• [INSTRUCTIONS TO FOLLOW] Look through the listing for the string "message" and copy out every line that holds it.

****************

use super::*;

fn param<'src>(name: &'src str, value: &str) -> ParamDef<'src> {
    ParamDef {
        name,
        value: value.to_owned(),
    }
}

#[test]
fn test_trees() {
    assert_eq!(
        parse_tree(
            "tree main = Sequence {
        }"
        ),
        Ok((
            "",
            TreeRootDef {
                name: "main",
                root: TreeDef::new("Sequence"),
            }
        ))
    );

    assert_eq!(
        parse_tree(
            "tree main = Sequence {
            Wait
            Log
        }"
        ),
        Ok((
            "",
            TreeRootDef {
                name: "main",
                root: TreeDef::new_with_children(
                    "Sequence",
                    vec![TreeDef::new("Wait"), TreeDef::new("Log")]
                ),
            }
        ))
    );
}

#[test]
fn test_params() {
    assert_eq!(
        parse_tree(r#"tree main = Wait (ticks = "3")"#),
        Ok((
            "",
            TreeRootDef {
                name: "main",
                root: TreeDef::new_with_params("Wait", vec![param("ticks", "3")]),
            }
        ))
    );

    assert_eq!(
        parse_tree_node("Guard (key = alarm, expect = false)"),
        Ok((
            "",
            TreeDef::new_with_params(
                "Guard",
                vec![param("key", "alarm"), param("expect", "false")]
            )
        ))
    );

    assert_eq!(
        parse_tree_node(
            r#"Log (
                message = "two\nlines"
            )"#
        ),
        Ok((
            "",
            TreeDef::new_with_params("Log", vec![param("message", "two\nlines")])
        ))
    );
    assert_eq!(
        parse_tree_node(r#"Log (message = "a\\n b\\\\ c\t")"#),
        Ok((
            "",
            TreeDef::new_with_params("Log", vec![param("message", "a\\n b\\\\ c\\t")])
        ))
    );
}

#[test]
fn test_nested_with_comments() {
    let src = r#"tree main = Sequence {
    # wait first
    Wait (ticks = 1)
    Selector {
        IsTrue (key = "a") # check
        Log
    }
}"#;

    let expected = TreeDef::new_with_children(
        "Sequence",
        vec![
            TreeDef::new_with_params("Wait", vec![param("ticks", "1")]),
            TreeDef::new_with_children(
                "Selector",
                vec![
                    TreeDef::new_with_params("IsTrue", vec![param("key", "a")]),
                    TreeDef::new("Log"),
                ],
            ),
        ],
    );

    assert_eq!(
        parse_tree(src),
        Ok((
            "",
            TreeRootDef {
                name: "main",
                root: expected,
            }
        ))
    );
}

#[test]
fn test_not() {
    assert_eq!(
        parse_conditional_expr("!IsTrue (key = a)"),
        Ok((
            "",
            TreeDef::new_with_child(
                "Inverter",
                TreeDef::new_with_params("IsTrue", vec![param("key", "a")])
            )
        ))
    );

    assert_eq!(
        parse_tree("tree main = Sequence { !!Log }"),
        Ok((
            "",
            TreeRootDef {
                name: "main",
                root: TreeDef::new_with_child(
                    "Sequence",
                    TreeDef::new_with_child(
                        "Inverter",
                        TreeDef::new_with_child("Inverter", TreeDef::new("Log"))
                    )
                ),
            }
        ))
    );
}

#[test]
fn test_file() {
    let src = r#"
# header comment
tree main = Sequence {
    sub
}

tree sub = Log (message = "hi")
"#;

    let (rest, source) = parse_file(src).unwrap();
    assert_eq!(rest, "");
    assert_eq!(source.tree_defs.len(), 2);
    assert_eq!(
        source.find("main").map(|tree| tree.root()),
        Some(&TreeDef::new_with_child("Sequence", TreeDef::new("sub")))
    );
    assert_eq!(
        source.find("sub").map(|tree| tree.root()),
        Some(&TreeDef::new_with_params("Log", vec![param("message", "hi")]))
    );
    assert!(source.find("other").is_none());
}

#[test]
fn test_unconsumed_input() {
    let (rest, source) = parse_file("tree main = Sequence { Log }\n}").unwrap();
    assert_eq!(rest, "}");
    assert_eq!(source.tree_defs.len(), 1);
}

****************

• [ANSWER BOX]
                message = "two\nlines"
            TreeDef::new_with_params("Log", vec![param("message", "two\nlines")])
        parse_tree_node(r#"Log (message = "a\\n b\\\\ c\t")"#),
            TreeDef::new_with_params("Log", vec![param("message", "a\\n b\\\\ c\\t")])
tree sub = Log (message = "hi")
        Some(&TreeDef::new_with_params("Log", vec![param("message", "hi")]))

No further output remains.